Below is my code for decryption.

protected void Page_Load(object sender, EventArgs e)
{
    //Sample response
    string sContent = "{\"notification\":\"18XR9s5fwkbhvfriqYS6jDJERf++jshcTDQX4NuUoUHtS+YzfMCNiEvmIVNxkbT5My2xWLFPB9mb\nEjwpHd3A6b9WJDYiXc0nufTxhXDAL1JzyYryEZAq7Bogj7mHjxUfFhc419wDmQteoSEz4H0IsKha\nIoxSfA5znd6WZKCSY9Dxx0wbZ8jLNL8SOYxi7pbFdKgMgKULKEh4EPKaWAvhE5UjWtzuHvMX37NI\nOvApkBoYEDE2mrde/SjLigE38X2wsGB4M6pYVkfzEE6rbYfVNxadkNHmri1xlaa+Grudy6vt6wzq\nPUfroEb6uRlxj2e6dmKZE4kynJFmRosMJ4ZRC+sYW+DyvkbdSY2dl1ZMNPhP+yhcMkbU8HQKUipw\nd7FUpb6utfiDB8YL5z7pJMnjHP01PsIvG+eSj0Lfj1gmbtVJt6TOJ4BCZxZdfdPRlJtPdOUiMRRk\nQ3Wn5g9VuvzNYg2ostZ+/HE778M6lZ264KbpMZSqEj4cTPCGFFNt7VCz9fXVoDLa7oI7KGY6rgxb\nBLWXdX058RSd0gSzC8otkCx9b6p8FZ5XxAX4qbU814batcbxw3V3GGVf97VLSVysdrHc+PEFdocl\nqaRarCHG5e2ZpEgQLoCtRhA99qkuS9Uc9+Hm1KT4kD2HIrPSclJWzUMoKuAG4n95EG0Q5ca0WZQx\naLNhdPyJmSLNwjV/SNPxYdyy81ENZtLbwJOYENCnpd41z73HF91/R1hrxQ0rCZsb6BBRGUeowEzE\nSKPSbWjDCQ6hLZTjObsOt6eTAmn8TrzjyqdwUfxHhLEtIQIOr4gPXxXqwGHYcNkRFezkwMScl2Hr\nmJ+Zm1xCqs9+fOOiO6TtZYKS+9Dl/JevMfGdbcPw8/5F7+ZVAkCcDS8OGaVv\",\"iv\":\"NDVEM0M4ODZGMzE4OTVENA==\"}";


    using (var reader = new StreamReader(Request.InputStream))
    {
        //Using below two lines for live testing
        //JavaScriptSerializer js = new JavaScriptSerializer();
        //sContent = reader.ReadToEnd();

        JObject jObject = JObject.Parse(sContent);

        JToken notification = jObject["notification"];
        JToken i = jObject["iv"];


        using (StreamWriter _testData = new StreamWriter(Server.MapPath("~/data.txt"), true))
        {
            _testData.WriteLine("=======================Notification"); // Write the file. 
            _testData.WriteLine(notification.ToString());
            _testData.WriteLine("=======================IV"); // Write the file. 
            _testData.WriteLine(i.ToString());

            string n = notification.ToString();
            string v = i.ToString();

            string sk = "MY SECRET KEY";


            byte[] key = Encoding.UTF8.GetBytes(sk);
            byte[] iv = Encoding.UTF8.GetBytes(v);

            try
            {
                using (var rijndaelManaged =
                       new RijndaelManaged { Key = key, IV = iv, Mode = CipherMode.CBC })
                using (var memoryStream =
                       new MemoryStream(Convert.FromBase64String(n)))
                using (var cryptoStream =
                       new CryptoStream(memoryStream,
                           rijndaelManaged.CreateDecryptor(key, iv),
                           CryptoStreamMode.Read))
                {
                    var dString = new StreamReader(cryptoStream).ReadToEnd();
                }
            }
            catch (CryptographicException ex)
            {
                Console.WriteLine("A Cryptographic error occurred: {0}", ex.Message);

            }
        }
    }
}

Please let me know where I'm wrong?

Thanks

Community
  • 1
  • 1
waghekapil
  • 321
  • 1
  • 5
  • 22
  • 3
    1) You use text as `key`/`iv`, that makes no sense.
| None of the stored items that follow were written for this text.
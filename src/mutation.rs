//! The mutation planners: given the parsed tree, the raw source and an
//! intended change, each planner computes the single text splice whose
//! application produces the new logical value while leaving every byte
//! outside the splice untouched.
//!
//! There are eight families: {sequence, mapping} x {block, flow} x
//! {insert, replace, remove}, plus whole-document replacement.

use crate::encode::{encode_block, encode_flow, strip_first_indent, EncodeContext};
use crate::error::{EditError, EditResult};
use crate::normalize::normalize_block;
use crate::scan::{
    block_list_indent, block_map_indent, content_end, detect_line_ending, entry_content_end,
    node_column, skip_comments,
};
use crate::value::YamlValue;
use crate::yaml::{node_span, node_to_value, Document, Entry, Mapping, Sequence, SyntaxNode};
use rowan::ast::AstNode;

/// A single text splice: replace `length` bytes at `offset` with
/// `replacement`. Applying a batch in descending offset order keeps the
/// earlier offsets valid.
#[derive(Debug, Clone, PartialEq, Eq)]
pub struct SourceEdit {
    /// Byte offset of the splice
    pub offset: usize,
    /// Number of bytes replaced
    pub length: usize,
    /// The text spliced in
    pub replacement: String,
}

impl SourceEdit {
    /// A pure insertion at `offset`.
    pub fn insert(offset: usize, replacement: String) -> Self {
        SourceEdit {
            offset,
            length: 0,
            replacement,
        }
    }

    /// Replace the bytes in `[start, end)`.
    pub fn replace(start: usize, end: usize, replacement: String) -> Self {
        SourceEdit {
            offset: start,
            length: end.saturating_sub(start),
            replacement,
        }
    }

    /// Apply this edit to a source string.
    pub fn apply(&self, source: &mut String) {
        let end = (self.offset + self.length).min(source.len());
        source.replace_range(self.offset.min(source.len())..end, &self.replacement);
    }
}
impl Editor {
    /// Parse `source` and build an editor over it. Fails on parse errors.
    pub fn new(source: impl Into<String>) -> EditResult<Self> {
        let source = source.into();
        let parse = Parse::<Yaml>::parse_yaml(&source);
        if parse.has_errors() {
            return Err(EditError::Parse(ParseError(parse.errors().to_vec())));
        }
        Ok(Editor {
            yaml: parse.tree(),
            warnings: parse.warnings().to_vec(),
            edits: Vec::new(),
            source,
        })
    }

    /// The current source text.
    pub fn source(&self) -> &str {
        &self.source
    }

    /// The append-only log of applied splices, in application order.
    pub fn edits(&self) -> &[SourceEdit] {
        &self.edits
    }

    /// Lexer validation warnings from the most recent parse.
    pub fn warnings(&self) -> &[LexWarning] {
        &self.warnings
    }

    /// Resolve `path` and return a read-only view of the node there.
    pub fn parse_at(&self, path: impl Into<Path>) -> EditResult<Node> {
        let path = path.into();
        let node = self.resolve(path.segments())?;
        Ok(Node { node })
    }

    /// The logical value at `path`.
    pub fn value_at(&self, path: impl Into<Path>) -> EditResult<YamlValue> {
        self.parse_at(path)?.value()
    }

    /// Set the value at `path`. For a mapping path whose final key does not
    /// exist yet, the key is added (alphabetically when the existing keys
    /// are sorted, at the end otherwise). The empty path replaces the
    /// whole document body.
    pub fn update(&mut self, path: impl Into<Path>, value: impl Into<YamlValue>) -> EditResult<()> {
        let path = path.into();
        let value = value.into();
        let step = self.step_size();

        let Some((parent_segments, last)) = path.split_last() else {
            let edit = replace_root(&self.source, &self.document()?, &value, step)?;
            return self.apply(edit);
        };

        let parent = self.resolve(parent_segments)?;
        match self.container_slot(&parent, last)? {
            Slot::SequenceIndex(seq, index) => {
                if index >= seq.len() {
                    return Err(EditError::Path(format!(
                        "sequence index {} out of range (len {})",
                        index,
                        seq.len()
                    )));
                }
                let edit = if seq.is_flow() {
                    flow_seq_set(&self.source, &seq, index, &value)?
                } else {
                    block_seq_set(&self.source, &seq, index, &value, step)?
                };
                self.apply(edit)
            }
            Slot::MappingKey(map, key) => {
                let edit = match map.entry_for(&key) {
                    Some(entry) => {
                        if map.is_flow() {
                            flow_map_set(&self.source, &entry, &value)?
                        } else {
                            block_map_set(&self.source, &entry, &value, step)?
                        }
                    }
                    None => {
                        if key.as_scalar().is_none() {
                            return Err(EditError::InvalidScalar(
                                "new mapping keys must be scalars".to_string(),
                            ));
                        }
                        if map.is_flow() {
                            flow_map_add(&self.source, &map, &key, &value)?
                        } else {
                            block_map_add(&self.source, &map, &key, &value, step)?
                        }
                    }
                };
                self.apply(edit)
            }
        }
    }

    /// Append `value` to the sequence at `path`.
    pub fn append_to(
        &mut self,
        path: impl Into<Path>,
        value: impl Into<YamlValue>,
    ) -> EditResult<()> {
        let value = value.into();
        let step = self.step_size();
        let seq = self.sequence_at(path.into())?;
        let edit = if seq.is_flow() {
            flow_seq_push(&self.source, &seq, &value)?
        } else {
            block_seq_push(&self.source, &seq, &value, step)?
        };
        self.apply(edit)
    }

    /// Insert `value` at the front of the sequence at `path`.
    pub fn prepend_to(
        &mut self,
        path: impl Into<Path>,
        value: impl Into<YamlValue>,
    ) -> EditResult<()> {
        self.insert(path, 0, value)
    }

    /// Insert `value` before `index` in the sequence at `path`. An index
    /// equal to the length appends.
    pub fn insert(
        &mut self,
        path: impl Into<Path>,
        index: usize,
        value: impl Into<YamlValue>,
    ) -> EditResult<()> {
        let value = value.into();
        let step = self.step_size();
        let seq = self.sequence_at(path.into())?;
        let len = seq.len();
        if index > len {
            return Err(EditError::Path(format!(
                "insertion index {} out of range (len {})",
                index, len
            )));
        }
        let edit = if seq.is_flow() {
            flow_seq_insert(&self.source, &seq, index, &value)?
        } else {
            block_seq_insert(&self.source, &seq, index, &value, step)?
        };
        self.apply(edit)
    }

    /// Remove the node at `path` from its parent container.
    pub fn remove(&mut self, path: impl Into<Path>) -> EditResult<()> {
        let path = path.into();
        let Some((parent_segments, last)) = path.split_last() else {
            return Err(EditError::Path(
                "cannot remove the document root".to_string(),
            ));
        };
        let parent = self.resolve(parent_segments)?;
        match self.container_slot(&parent, last)? {
            Slot::SequenceIndex(seq, index) => {
                if index >= seq.len() {
                    return Err(EditError::Path(format!(
                        "sequence index {} out of range (len {})",
                        index,
                        seq.len()
                    )));
                }
                let edit = if seq.is_flow() {
                    flow_seq_remove(&self.source, &seq, index)?
                } else {
                    block_seq_remove(&self.source, &seq, index)?
                };
                self.apply(edit)
            }
            Slot::MappingKey(map, key) => {
                let index = map
                    .entries()
                    .position(|e| {
                        e.key_node()
                            .and_then(|k| node_to_value(&k).ok())
                            .is_some_and(|k| k == key)
                    })
                    .ok_or_else(|| {
                        EditError::Path(format!("key {:?} not found", key_display(&key)))
                    })?;
                let edit = if map.is_flow() {
                    flow_map_remove(&self.source, &map, index)?
                } else {
                    block_map_remove(&self.source, &map, index)?
                };
                self.apply(edit)
            }
        }
    }

    /// Remove `delete_count` elements of the sequence at `path` starting at
    /// `index`, then insert `values` there. The whole call is atomic: on
    /// any failure the editor reverts to its state before the splice.
    pub fn splice(
        &mut self,
        path: impl Into<Path>,
        index: usize,
        delete_count: usize,
        values: Vec<YamlValue>,
    ) -> EditResult<()> {
        let path = path.into();
        let seq = self.sequence_at(path.clone())?;
        let len = seq.len();
        if index > len || index + delete_count > len {
            return Err(EditError::Path(format!(
                "splice range {}..{} out of range (len {})",
                index,
                index + delete_count,
                len
            )));
        }

        let checkpoint_source = self.source.clone();
        let checkpoint_edits = self.edits.len();

        let result = (|| -> EditResult<()> {
            for _ in 0..delete_count {
                let mut elem = path.clone();
                elem.push(PathSegment::Index(index));
                self.remove(elem)?;
            }
            for (k, value) in values.into_iter().enumerate() {
                self.insert(path.clone(), index + k, value)?;
            }
            Ok(())
        })();

        if result.is_err() {
            self.restore(checkpoint_source, checkpoint_edits);
        }
        result
    }

    fn restore(&mut self, source: String, edits_len: usize) {
        let parse = Parse::<Yaml>::parse_yaml(&source);
        // The checkpoint text parsed when it was current.
        self.yaml = parse.tree();
        self.source = source;
        self.edits.truncate(edits_len);
    }

    fn document(&self) -> EditResult<Document> {
        self.yaml
            .document()
            .ok_or_else(|| EditError::Path("document is empty".to_string()))
    }

    fn step_size(&self) -> usize {
        match self.yaml.document() {
            Some(document) => indent_step(&self.source, &document),
            None => 2,
        }
    }

    fn sequence_at(&self, path: Path) -> EditResult<Sequence> {
        let node = self.resolve(path.segments())?;
        Sequence::cast(node)
            .ok_or_else(|| EditError::Path("expected a sequence at this path".to_string()))
    }

    fn resolve(&self, segments: &[PathSegment]) -> EditResult<SyntaxNode> {
        let mut node = self
            .document()?
            .root_node()
            .ok_or_else(|| EditError::Path("document has no content".to_string()))?;
        for segment in segments {
            node = self.step(&node, segment)?;
        }
        if node.kind() == SyntaxKind::ALIAS {
            let alias = crate::yaml::Alias::cast(node).expect("kind checked");
            return Err(EditError::Alias(alias.name()));
        }
        Ok(node)
    }

    fn step(&self, node: &SyntaxNode, segment: &PathSegment) -> EditResult<SyntaxNode> {
        if node.kind() == SyntaxKind::ALIAS {
            let alias = crate::yaml::Alias::cast(node.clone()).expect("kind checked");
            return Err(EditError::Alias(alias.name()));
        }
        match self.container_slot(node, segment)? {
            Slot::SequenceIndex(seq, index) => seq.items().nth(index).ok_or_else(|| {
                EditError::Path(format!(
                    "sequence index {} out of range (len {})",
                    index,
                    seq.len()
                ))
            }),
            Slot::MappingKey(map, key) => map.get(&key).ok_or_else(|| {
                EditError::Path(format!("key {:?} not found", key_display(&key)))
            }),
        }
    }

    /// Interpret a segment against a container node: indexes address
    /// sequences, keys address mappings, and a numeric key addresses a
    /// sequence by position (JSON-Pointer style).
    fn container_slot(&self, node: &SyntaxNode, segment: &PathSegment) -> EditResult<Slot> {
        match (node.kind(), segment) {
            (SyntaxKind::SEQUENCE, PathSegment::Index(i)) => Ok(Slot::SequenceIndex(
                Sequence::cast(node.clone()).expect("kind checked"),
                *i,
            )),
            (SyntaxKind::SEQUENCE, PathSegment::Key(key)) => {
                let index = segment_index(key).ok_or_else(|| {
                    EditError::Path(format!(
                        "key {:?} cannot index a sequence",
                        key_display(key)
                    ))
                })?;
                Ok(Slot::SequenceIndex(
                    Sequence::cast(node.clone()).expect("kind checked"),
                    index,
                ))
            }
            (SyntaxKind::MAPPING, PathSegment::Key(key)) => Ok(Slot::MappingKey(
                Mapping::cast(node.clone()).expect("kind checked"),
                key.clone(),
            )),
            (SyntaxKind::MAPPING, PathSegment::Index(i)) => {
                // An integer segment can still be a mapping key.
                Ok(Slot::MappingKey(
                    Mapping::cast(node.clone()).expect("kind checked"),
                    YamlValue::from(*i as i64),
                ))
            }
            (SyntaxKind::SCALAR, _) => Err(EditError::Path(
                "cannot traverse into a scalar".to_string(),
            )),
            _ => Err(EditError::Path("cannot traverse this node".to_string())),
        }
    }

    fn apply(&mut self, edit: SourceEdit) -> EditResult<()> {
        let mut next = self.source.clone();
        edit.apply(&mut next);
        let parse = Parse::<Yaml>::parse_yaml(&next);
        if parse.has_errors() {
            return Err(EditError::PostEditParse(ParseError(
                parse.errors().to_vec(),
            )));
        }
        self.yaml = parse.tree();
        self.warnings = parse.warnings().to_vec();
        self.source = next;
        self.edits.push(edit);
        Ok(())
    }
}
Keys represented as strings are typically hex or Base64 encoded. 2) The IV must be exactly 16 bytes in length and the key must be exactly 32 bytes in length. – CodesInChaos Mar 23 '15 at 11:01
  • Thanks for reply. I checked it and My secret key is 16 letters long and IV is returned from the Clickbank. – waghekapil Mar 23 '15 at 11:23
  • 1
    A quick look found something about `JValue` and a `byte[]` operator, but my `JToken` knowledge is about 0 so I cannot really use that for an answer. Keys and IV's are bytes, no characters, as Codes already stipulated. – Maarten Bodewes Mar 24 '15 at 00:16
  • What is the value of i.ToString()? – Animal Style Mar 24 '15 at 17:49
  • value of v is "NDVEM0M4ODZGMzE4OTVENA==". (without quotes) – waghekapil Mar 24 '15 at 18:11

2 Answers2

1

I just finished banging my head on this exact same problem, so here is my solution. The thing to keep in mind is the passphrase/secretkey gets hashed by sha1 and the first 32 hex characters are used as the key bytes. The part that was throwing me off was the characters are UFT16 characters in c# and were actually 2 bytes each but not what the source encryption used. So what I did was convert the string to a ASCII string which had the correct byte array. Not the cleanest code but it's functional. 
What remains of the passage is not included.